* _Requirement_:
Find every line in the records that holds the string "unwrap". Copy each one.

┌──

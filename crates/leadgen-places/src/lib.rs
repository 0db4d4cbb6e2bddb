//! Google Places (New) and Geocoding clients, plus the provider traits the
//! ingestion pipeline is written against.

pub mod client;
pub mod error;
pub mod provider;
pub mod types;

pub use client::GooglePlacesClient;
pub use error::PlacesError;
pub use provider::{
    DetailsProvider, Geocoder, PlaceDetails, SearchFieldMask, SearchPage, SearchProvider,
    SearchRequest, PAGE_SIZE,
};
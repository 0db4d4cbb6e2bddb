//! Pacing and batching under a paused clock. Elapsed times are virtual.

mod common;

use std::sync::Arc;
use std::time::Duration;

use common::{place, FakeDetails, FakePages, FakeSearch, OverlapDetails};
use leadgen_core::RawPlace;
use leadgen_pipeline::{EnrichmentMode, LeadPipeline, LocationBiasStrategy, PipelineConfig};
use leadgen_places::SearchPage;
use tokio::time::Instant;

/// Production delays, no geocoding.
fn paced_config() -> PipelineConfig {
    PipelineConfig {
        location_bias: LocationBiasStrategy::None,
        ..PipelineConfig::default()
    }
}

fn shops(prefix: &str, count: usize) -> Vec<RawPlace> {
    (0..count)
        .map(|i| place(&format!("{prefix}{i}"), &format!("Shop {prefix} n{i}")))
        .collect()
}

#[tokio::test(start_paused = true)]
async fn twelve_leads_enrich_in_three_batches_of_at_most_five() {
    let search = Arc::new(FakeSearch::single(shops("b", 12)));
    let details = Arc::new(OverlapDetails::default());
    let pipeline = LeadPipeline::new(
        search.clone(),
        details.clone(),
        Arc::new(FakePages::default()),
        paced_config(),
    )
    .expect("valid config");

    let started = Instant::now();
    let leads = pipeline.run("Miami, FL", "Plumbing", 12).await.unwrap();

    assert_eq!(leads.len(), 12);
    assert_eq!(search.request_count(), 1);
    assert_eq!(details.call_count(), 12);
    assert_eq!(details.peak(), 5);
    // Batches of 5, 5, 2 with a 200 ms pause between them and none after.
    assert_eq!(started.elapsed(), Duration::from_millis(400));
}

#[tokio::test(start_paused = true)]
async fn ten_leads_pause_only_between_two_batches() {
    let details = Arc::new(OverlapDetails::default());
    let pipeline = LeadPipeline::new(
        Arc::new(FakeSearch::single(shops("t", 10))),
        details.clone(),
        Arc::new(FakePages::default()),
        paced_config(),
    )
    .expect("valid config");

    let started = Instant::now();
    pipeline.run("Miami, FL", "Plumbing", 10).await.unwrap();

    assert_eq!(details.peak(), 5);
    assert_eq!(started.elapsed(), Duration::from_millis(200));
}

#[tokio::test(start_paused = true)]
async fn two_pages_wait_one_page_delay() {
    let search = Arc::new(FakeSearch::pages(vec![
        SearchPage {
            places: shops("a", 20),
            next_page_token: Some("tok-1".to_string()),
        },
        SearchPage {
            places: shops("z", 5),
            next_page_token: None,
        },
    ]));
    let mut config = paced_config();
    config.enrichment.mode = EnrichmentMode::Disabled;
    let pipeline = LeadPipeline::new(
        search.clone(),
        Arc::new(FakeDetails::empty()),
        Arc::new(FakePages::default()),
        config,
    )
    .expect("valid config");

    let started = Instant::now();
    let leads = pipeline.run("Miami, FL", "Plumbing", 40).await.unwrap();

    assert_eq!(leads.len(), 25);
    assert_eq!(search.request_count(), 2);
    assert_eq!(started.elapsed(), Duration::from_millis(100));
}

#[tokio::test(start_paused = true)]
async fn sequential_enrichment_runs_one_lookup_at_a_time() {
    let details = Arc::new(OverlapDetails::default());
    let mut config = paced_config();
    config.enrichment.mode = EnrichmentMode::Sequential;
    let pipeline = LeadPipeline::new(
        Arc::new(FakeSearch::single(shops("s", 3))),
        details.clone(),
        Arc::new(FakePages::default()),
        config,
    )
    .expect("valid config");

    let started = Instant::now();
    pipeline.run("Miami, FL", "Plumbing", 3).await.unwrap();

    assert_eq!(details.call_count(), 3);
    assert_eq!(details.peak(), 1);
    // 100 ms between each of the three lookups.
    assert_eq!(started.elapsed(), Duration::from_millis(200));
}
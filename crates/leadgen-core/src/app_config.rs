use std::path::PathBuf;

use crate::ConfigError;

#[derive(Debug, Clone, PartialEq, Eq)]
pub enum Environment {
    Development,
    Test,
    Production,
}

impl std::fmt::Display for Environment {
    fn fmt(&self, f: &mut std::fmt::Formatter<'_>) -> std::fmt::Result {
        match self {
            Environment::Development => write!(f, "development"),
            Environment::Test => write!(f, "test"),
            Environment::Production => write!(f, "production"),
        }
    }
}

#[derive(Clone)]
pub struct AppConfig {
    pub env: Environment,
    pub log_level: String,
    pub google_places_api_key: Option<String>,
    pub pagespeed_api_key: Option<String>,
    pub database_url: Option<String>,
    pub heuristics_path: Option<PathBuf>,
    pub db_max_connections: u32,
    pub db_min_connections: u32,
    pub db_acquire_timeout_secs: u64,
    pub http_timeout_secs: u64,
    pub user_agent: String,
    pub page_delay_ms: u64,
    pub details_timeout_ms: u64,
    pub scrape_timeout_ms: u64,
    pub geocode_timeout_ms: u64,
    pub enrich_batch_size: usize,
    pub enrich_batch_delay_ms: u64,
    pub default_max_leads: usize,
}

impl AppConfig {
    /// The Places API key, or a `MissingEnvVar` error when unset.
    ///
    /// # Errors
    ///
    /// Returns [`ConfigError::MissingEnvVar`] if `GOOGLE_PLACES_API_KEY` was
    /// not provided.
    pub fn require_places_api_key(&self) -> Result<&str, ConfigError> {
        self.google_places_api_key
            .as_deref()
            .ok_or_else(|| ConfigError::MissingEnvVar("GOOGLE_PLACES_API_KEY".to_string()))
    }
}

impl std::fmt::Debug for AppConfig {
    fn fmt(&self, f: &mut std::fmt::Formatter<'_>) -> std::fmt::Result {
        f.debug_struct("AppConfig")
            .field("env", &self.env)
            .field("log_level", &self.log_level)
            .field(
                "google_places_api_key",
                &self.google_places_api_key.as_ref().map(|_| "[redacted]"),
            )
            .field(
                "pagespeed_api_key",
                &self.pagespeed_api_key.as_ref().map(|_| "[redacted]"),
            )
            .field(
                "database_url",
                &self.database_url.as_ref().map(|_| "[redacted]"),
            )
            .field("heuristics_path", &self.heuristics_path)
            .field("db_max_connections", &self.db_max_connections)
            .field("db_min_connections", &self.db_min_connections)
            .field("db_acquire_timeout_secs", &self.db_acquire_timeout_secs)
            .field("http_timeout_secs", &self.http_timeout_secs)
            .field("user_agent", &self.user_agent)
            .field("page_delay_ms", &self.page_delay_ms)
            .field("details_timeout_ms", &self.details_timeout_ms)
            .field("scrape_timeout_ms", &self.scrape_timeout_ms)
            .field("geocode_timeout_ms", &self.geocode_timeout_ms)
            .field("enrich_batch_size", &self.enrich_batch_size)
            .field("enrich_batch_delay_ms", &self.enrich_batch_delay_ms)
            .field("default_max_leads", &self.default_max_leads)
            .finish()
    }
}
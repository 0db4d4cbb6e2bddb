//! Write operations for the `leads` table.

use sqlx::PgPool;
use uuid::Uuid;

use super::types::NewLead;
use crate::DbError;

/// Insert leads whose `place_id` is not already stored.
///
/// Returns `(inserted, skipped)`. A lead is skipped when an earlier run (or
/// an earlier row in the same batch) already stored its `place_id`; stored
/// rows are never overwritten.
///
/// The whole batch goes through one `INSERT … SELECT * FROM UNNEST(…)`
/// round-trip.
///
/// # Errors
///
/// Returns [`DbError::Sqlx`] if the query fails.
pub async fn insert_leads(pool: &PgPool, leads: &[NewLead]) -> Result<(u64, u64), DbError> {
    if leads.is_empty() {
        return Ok((0, 0));
    }

    // Collect each column into a parallel Vec for UNNEST binding.
    let mut public_ids: Vec<Uuid> = Vec::with_capacity(leads.len());
    let mut place_ids: Vec<String> = Vec::with_capacity(leads.len());
    let mut names: Vec<String> = Vec::with_capacity(leads.len());
    let mut addresses: Vec<Option<String>> = Vec::with_capacity(leads.len());
    let mut ratings: Vec<Option<f64>> = Vec::with_capacity(leads.len());
    let mut review_counts: Vec<Option<i32>> = Vec::with_capacity(leads.len());
    let mut value_scores: Vec<i16> = Vec::with_capacity(leads.len());
    let mut value_tiers: Vec<String> = Vec::with_capacity(leads.len());
    let mut phones: Vec<Option<String>> = Vec::with_capacity(leads.len());
    let mut websites: Vec<Option<String>> = Vec::with_capacity(leads.len());
    let mut emails: Vec<Option<String>> = Vec::with_capacity(leads.len());
    let mut email_sources: Vec<Option<String>> = Vec::with_capacity(leads.len());
    let mut business_statuses: Vec<Option<String>> = Vec::with_capacity(leads.len());
    let mut enrichments: Vec<String> = Vec::with_capacity(leads.len());
    let mut cities: Vec<String> = Vec::with_capacity(leads.len());
    let mut categories: Vec<String> = Vec::with_capacity(leads.len());
    let mut contributors: Vec<Option<String>> = Vec::with_capacity(leads.len());

    for lead in leads {
        public_ids.push(Uuid::new_v4());
        place_ids.push(lead.place_id.clone());
        names.push(lead.name.clone());
        addresses.push(lead.address.clone());
        ratings.push(lead.rating);
        review_counts.push(lead.review_count);
        value_scores.push(lead.value_score.clamp(0, 100));
        value_tiers.push(lead.value_tier.clone());
        phones.push(lead.phone.clone());
        websites.push(lead.website.clone());
        emails.push(lead.email.clone());
        email_sources.push(lead.email_source.clone());
        business_statuses.push(lead.business_status.clone());
        enrichments.push(lead.enrichment.clone());
        cities.push(lead.city.clone());
        categories.push(lead.category.clone());
        contributors.push(lead.contributed_by.clone());
    }

    let inserted: Vec<String> = sqlx::query_scalar::<_, String>(
        "INSERT INTO leads \
             (public_id, place_id, name, address, rating, review_count, value_score, \
              value_tier, phone, website, email, email_source, business_status, \
              enrichment, city, category, contributed_by) \
         SELECT * FROM UNNEST(\
              $1::uuid[], $2::text[], $3::text[], $4::text[], $5::float8[], $6::int4[], \
              $7::int2[], $8::text[], $9::text[], $10::text[], $11::text[], $12::text[], \
              $13::text[], $14::text[], $15::text[], $16::text[], $17::text[]) \
         ON CONFLICT (place_id) DO NOTHING \
         RETURNING place_id",
    )
    .bind(&public_ids)
    .bind(&place_ids)
    .bind(&names)
    .bind(&addresses)
    .bind(&ratings)
    .bind(&review_counts)
    .bind(&value_scores)
    .bind(&value_tiers)
    .bind(&phones)
    .bind(&websites)
    .bind(&emails)
    .bind(&email_sources)
    .bind(&business_statuses)
    .bind(&enrichments)
    .bind(&cities)
    .bind(&categories)
    .bind(&contributors)
    .fetch_all(pool)
    .await?;

    let inserted_count = inserted.len() as u64;
    let skipped_count = leads.len() as u64 - inserted_count;

    Ok((inserted_count, skipped_count))
}

/// Store a website audit result on the lead identified by `place_id`.
///
/// Overwrites any earlier audit for the same lead.
///
/// # Errors
///
/// Returns [`DbError::NotFound`] if no lead has that `place_id`, or
/// [`DbError::Sqlx`] if the update fails.
pub async fn record_website_audit(
    pool: &PgPool,
    place_id: &str,
    performance_score: i16,
    performance_data: &serde_json::Value,
) -> Result<(), DbError> {
    let result = sqlx::query(
        "UPDATE leads \
         SET performance_score = $2, \
             performance_data  = $3, \
             audited_at        = NOW(), \
             updated_at        = NOW() \
         WHERE place_id = $1",
    )
    .bind(place_id)
    .bind(performance_score.clamp(0, 100))
    .bind(performance_data)
    .execute(pool)
    .await?;

    if result.rows_affected() == 0 {
        return Err(DbError::NotFound);
    }

    Ok(())
}
use async_trait::async_trait;
use leadgen_core::BoundingBox;

use super::GooglePlacesClient;
use crate::error::PlacesError;
use crate::provider::Geocoder;
use crate::types::GeocodeResponse;

#[async_trait]
impl Geocoder for GooglePlacesClient {
    async fn viewport(&self, address: &str) -> Result<Option<BoundingBox>, PlacesError> {
        let url = self.geocode_url(address);
        let response: GeocodeResponse = self.send_json(self.client.get(url), "geocode/json").await?;

        match response.status.as_str() {
            "OK" => Ok(response
                .results
                .first()
                .map(|r| BoundingBox::from(&r.geometry.viewport))),
            "ZERO_RESULTS" => Ok(None),
            other => {
                let detail = response
                    .error_message
                    .map_or_else(|| other.to_string(), |m| format!("{other}: {m}"));
                Err(PlacesError::Geocode(detail))
            }
        }
    }
}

└──

* _Response to the exercise_:
    let leads = pipeline.run("Miami, FL", "Plumbing", 12).await.unwrap();
    pipeline.run("Miami, FL", "Plumbing", 10).await.unwrap();
    let leads = pipeline.run("Miami, FL", "Plumbing", 40).await.unwrap();
    pipeline.run("Miami, FL", "Plumbing", 3).await.unwrap();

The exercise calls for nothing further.